=== Supplied entries ===

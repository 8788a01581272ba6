//! Core types and traits for the Humble block allocator.
//!
//! This is the leaf crate with zero internal dependencies. It defines the
//! vocabulary shared by the allocator and its consumers: block identity,
//! the allocation error taxonomy, and the [`ElementAllocator`] capability
//! trait that containers are written against.

#![deny(missing_docs)]
#![deny(rustdoc::broken_intra_doc_links)]
#![deny(unsafe_code)]

pub mod error;
pub mod id;
pub mod traits;

pub use error::AllocError;
pub use id::BlockId;
pub use traits::ElementAllocator;
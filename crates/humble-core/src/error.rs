//! Error types for the Humble block allocator.
//!
//! Two conditions exist and both are terminal for the failing call:
//! running out of capacity and releasing memory the allocator does not own.

use std::error::Error;
use std::fmt;

/// Errors from allocation and deallocation requests.
#[derive(Clone, Debug, PartialEq, Eq)]
pub enum AllocError {
    /// Backing storage could not be obtained, or a bump request does not
    /// fit in the block's remaining capacity. Never retried and never
    /// partially satisfied.
    OutOfMemory {
        /// Number of bytes requested.
        requested: usize,
        /// Bytes that were still available when the request failed.
        available: usize,
    },
    /// A deallocation named an address outside the block's handed-out
    /// range (double free through an unassociated adapter, cross-block
    /// free, or a pointer never returned by this allocator).
    OutOfRange {
        /// The offending address.
        address: usize,
        /// Length of the release in bytes.
        len: usize,
    },
}

impl AllocError {
    /// Whether this is an [`AllocError::OutOfMemory`].
    pub fn is_out_of_memory(&self) -> bool {
        matches!(self, Self::OutOfMemory { .. })
    }

    /// Whether this is an [`AllocError::OutOfRange`].
    pub fn is_out_of_range(&self) -> bool {
        matches!(self, Self::OutOfRange { .. })
    }
}

impl fmt::Display for AllocError {
    fn fmt(&self, f: &mut fmt::Formatter<'_>) -> fmt::Result {
        match self {
            Self::OutOfMemory {
                requested,
                available,
            } => {
                write!(
                    f,
                    "out of memory: requested {requested} bytes, {available} bytes available"
                )
            }
            Self::OutOfRange { address, len } => {
                write!(
                    f,
                    "deallocation outside the storage: {len} bytes at {address:#x}"
                )
            }
        }
    }
}

impl Error for AllocError {}
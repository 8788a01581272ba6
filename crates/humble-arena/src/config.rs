//! Memory block configuration parameters.

use std::alloc::Layout;
use std::mem;

use humble_core::AllocError;

/// Configuration for a single [`MemoryBlock`](crate::MemoryBlock).
///
/// Adapters derive this from their compile-time element type and count;
/// direct block users build it by hand. Validated into a [`Layout`] when
/// the block is created; immutable afterwards.
#[derive(Clone, Copy, Debug, PartialEq, Eq)]
pub struct BlockConfig {
    /// Capacity of the block in bytes. Zero is allowed and yields a block
    /// that only serves zero-byte requests.
    pub bytes: usize,

    /// Alignment of the block's first byte. Must be a power of two.
    ///
    /// Default: [`BlockConfig::MIN_ALIGN`]. Adapters use `align_of::<T>()`
    /// so every element-sized bump stays aligned.
    pub align: usize,
}

impl BlockConfig {
    /// Smallest permitted alignment.
    pub const MIN_ALIGN: usize = 1;

    /// A byte-aligned block of `bytes` capacity.
    pub fn new(bytes: usize) -> Self {
        Self {
            bytes,
            align: Self::MIN_ALIGN,
        }
    }

    /// Override the alignment.
    pub fn with_align(mut self, align: usize) -> Self {
        self.align = align;
        self
    }

    /// Bytes one value of `T` occupies in a block.
    ///
    /// This is `size_of::<T>()`, except that zero-sized types take one
    /// alignment unit so that every value still consumes capacity and gets
    /// a distinct, aligned address.
    pub fn element_stride<T>() -> usize {
        match mem::size_of::<T>() {
            0 => mem::align_of::<T>(),
            size => size,
        }
    }

    /// A block holding exactly `count` values of `T`.
    ///
    /// Fails with [`AllocError::OutOfMemory`] if `count` times the
    /// [element stride](Self::element_stride) overflows.
    pub fn for_elements<T>(count: usize) -> Result<Self, AllocError> {
        let bytes = count
            .checked_mul(Self::element_stride::<T>())
            .ok_or(AllocError::OutOfMemory {
                requested: usize::MAX,
                available: 0,
            })?;
        Ok(Self::new(bytes).with_align(mem::align_of::<T>()))
    }

    /// Validate into a [`Layout`].
    ///
    /// A non-power-of-two alignment or a size that overflows `isize` once
    /// rounded up is reported as [`AllocError::OutOfMemory`]: no storage
    /// can ever be obtained for it.
    pub fn layout(&self) -> Result<Layout, AllocError> {
        Layout::from_size_align(self.bytes, self.align).map_err(|_| AllocError::OutOfMemory {
            requested: self.bytes,
            available: 0,
        })
    }
}

impl Default for BlockConfig {
    fn default() -> Self {
        Self::new(0)
    }
}
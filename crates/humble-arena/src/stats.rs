//! Allocation event counters for memory blocks.
//!
//! [`BlockStats`] is a point-in-time snapshot; the live counters sit inside
//! each block and are bumped with relaxed atomics on every call, so reading
//! them never contends with the allocation lock.

use std::sync::atomic::{AtomicU64, Ordering};

/// Occupancy and event counts of one memory block.
#[derive(Clone, Debug, Default, PartialEq, Eq)]
pub struct BlockStats {
    /// Total capacity of the block in bytes.
    pub capacity_bytes: usize,
    /// Bytes below the high-water mark (handed out at least once).
    pub reserved_bytes: usize,
    /// Bytes currently held by callers.
    pub occupied_bytes: usize,
    /// Successful allocate calls.
    pub allocations: u64,
    /// Successful deallocate calls.
    pub deallocations: u64,
    /// Allocate calls that did not fit.
    pub failed_allocations: u64,
    /// Deallocate calls naming memory the block does not own.
    pub rejected_deallocations: u64,
}

impl BlockStats {
    /// Bytes released by callers but not reusable until teardown.
    pub fn forfeited_bytes(&self) -> usize {
        self.reserved_bytes - self.occupied_bytes
    }

    /// Bytes above the high-water mark.
    pub fn remaining_bytes(&self) -> usize {
        self.capacity_bytes - self.reserved_bytes
    }
}

#[derive(Debug, Default)]
pub(crate) struct BlockCounters {
    allocations: AtomicU64,
    deallocations: AtomicU64,
    failed_allocations: AtomicU64,
    rejected_deallocations: AtomicU64,
}

impl BlockCounters {
    pub(crate) fn record_allocation(&self, ok: bool) {
        let counter = if ok {
            &self.allocations
        } else {
            &self.failed_allocations
        };
        counter.fetch_add(1, Ordering::Relaxed);
    }

    pub(crate) fn record_deallocation(&self, ok: bool) {
        let counter = if ok {
            &self.deallocations
        } else {
            &self.rejected_deallocations
        };
        counter.fetch_add(1, Ordering::Relaxed);
    }

    /// Fill the event fields of `stats`.
    pub(crate) fn fill(&self, stats: &mut BlockStats) {
        stats.allocations = self.allocations.load(Ordering::Relaxed);
        stats.deallocations = self.deallocations.load(Ordering::Relaxed);
        stats.failed_allocations = self.failed_allocations.load(Ordering::Relaxed);
        stats.rejected_deallocations = self.rejected_deallocations.load(Ordering::Relaxed);
    }
}
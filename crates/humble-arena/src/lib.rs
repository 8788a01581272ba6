//! Fixed-capacity block allocation for Humble containers.
//!
//! Provides a thread-safe bump-allocated [`MemoryBlock`] and the typed
//! [`HumbleAllocator`] handle that containers hold. `unsafe` code is
//! confined to the modules that opt in with `#![allow(unsafe_code)]`.
//!
//! # Architecture
//!
//! ```text
//! HumbleAllocator<T, N> (per container, cheap to clone)
//! └── Option<Arc<MemoryBlock>> (created on first allocate, shared by clones)
//!     ├── storage: N * stride(T) bytes, aligned for T, from an upstream
//!     ├── Mutex<cursor> (high-water mark, only moves forward)
//!     ├── occupied: AtomicUsize
//!     └── BlockCounters (allocation / deallocation events)
//! ```
//!
//! # Capacity
//!
//! A block never grows and never reuses released bytes. Once `N` values
//! have been handed out, further requests fail with
//! [`AllocError::OutOfMemory`] until every handle referencing the block is
//! dropped and a fresh handle starts a new block.
//!
//! ```rust
//! use humble_arena::HumbleAllocator;
//! use humble_core::ElementAllocator;
//!
//! let mut alloc = HumbleAllocator::<u32, 2>::new();
//! let a = alloc.allocate(1).unwrap();
//! let _b = alloc.allocate(1).unwrap();
//! unsafe { alloc.deallocate(a, 1).unwrap() };
//! assert!(alloc.allocate(1).unwrap_err().is_out_of_memory());
//! ```

#![deny(missing_docs)]
#![deny(rustdoc::broken_intra_doc_links)]
#![deny(unsafe_code)]

pub mod block;
pub mod config;
pub mod heap;
pub mod humble;
pub mod stats;
pub mod upstream;

// Public re-exports for the primary API surface.
pub use block::MemoryBlock;
pub use config::BlockConfig;
pub use heap::HeapAllocator;
pub use humble::HumbleAllocator;
pub use humble_core::AllocError;
pub use stats::BlockStats;
pub use upstream::{GlobalHeap, Upstream};
//! Capture `tracing` output emitted while a closure runs.

use std::io;
use std::sync::{Arc, Mutex, PoisonError};

use tracing::Level;

#[derive(Clone, Default)]
struct SharedBuf(Arc<Mutex<Vec<u8>>>);

impl io::Write for SharedBuf {
    fn write(&mut self, buf: &[u8]) -> io::Result<usize> {
        self.0
            .lock()
            .unwrap_or_else(PoisonError::into_inner)
            .extend_from_slice(buf);
        Ok(buf.len())
    }

    fn flush(&mut self) -> io::Result<()> {
        Ok(())
    }
}

/// Run `f` with a thread-local subscriber at `TRACE` and return its result
/// together with everything logged, one event per line, without colour.
pub fn capture_logs<R>(f: impl FnOnce() -> R) -> (R, String) {
    let buf = SharedBuf::default();
    let writer = buf.clone();
    let subscriber = tracing_subscriber::fmt()
        .with_max_level(Level::TRACE)
        .with_ansi(false)
        .without_time()
        .with_writer(move || writer.clone())
        .finish();
    let result = tracing::subscriber::with_default(subscriber, f);
    let bytes = buf.0.lock().unwrap_or_else(PoisonError::into_inner).clone();
    (result, String::from_utf8_lossy(&bytes).into_owned())
}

===

[Work request] Reproduce, character for character, only the lines of the preceding data that start at the line with "Ok(Self::new(bytes).with_align(mem::align_of::<T>()))" and end at the line with "rounded up is", both included.

[Solution]
        Ok(Self::new(bytes).with_align(mem::align_of::<T>()))
    }

    /// Validate into a [`Layout`].
    ///
    /// A non-power-of-two alignment or a size that overflows `isize` once
    /// rounded up is reported as [`AllocError::OutOfMemory`]: no storage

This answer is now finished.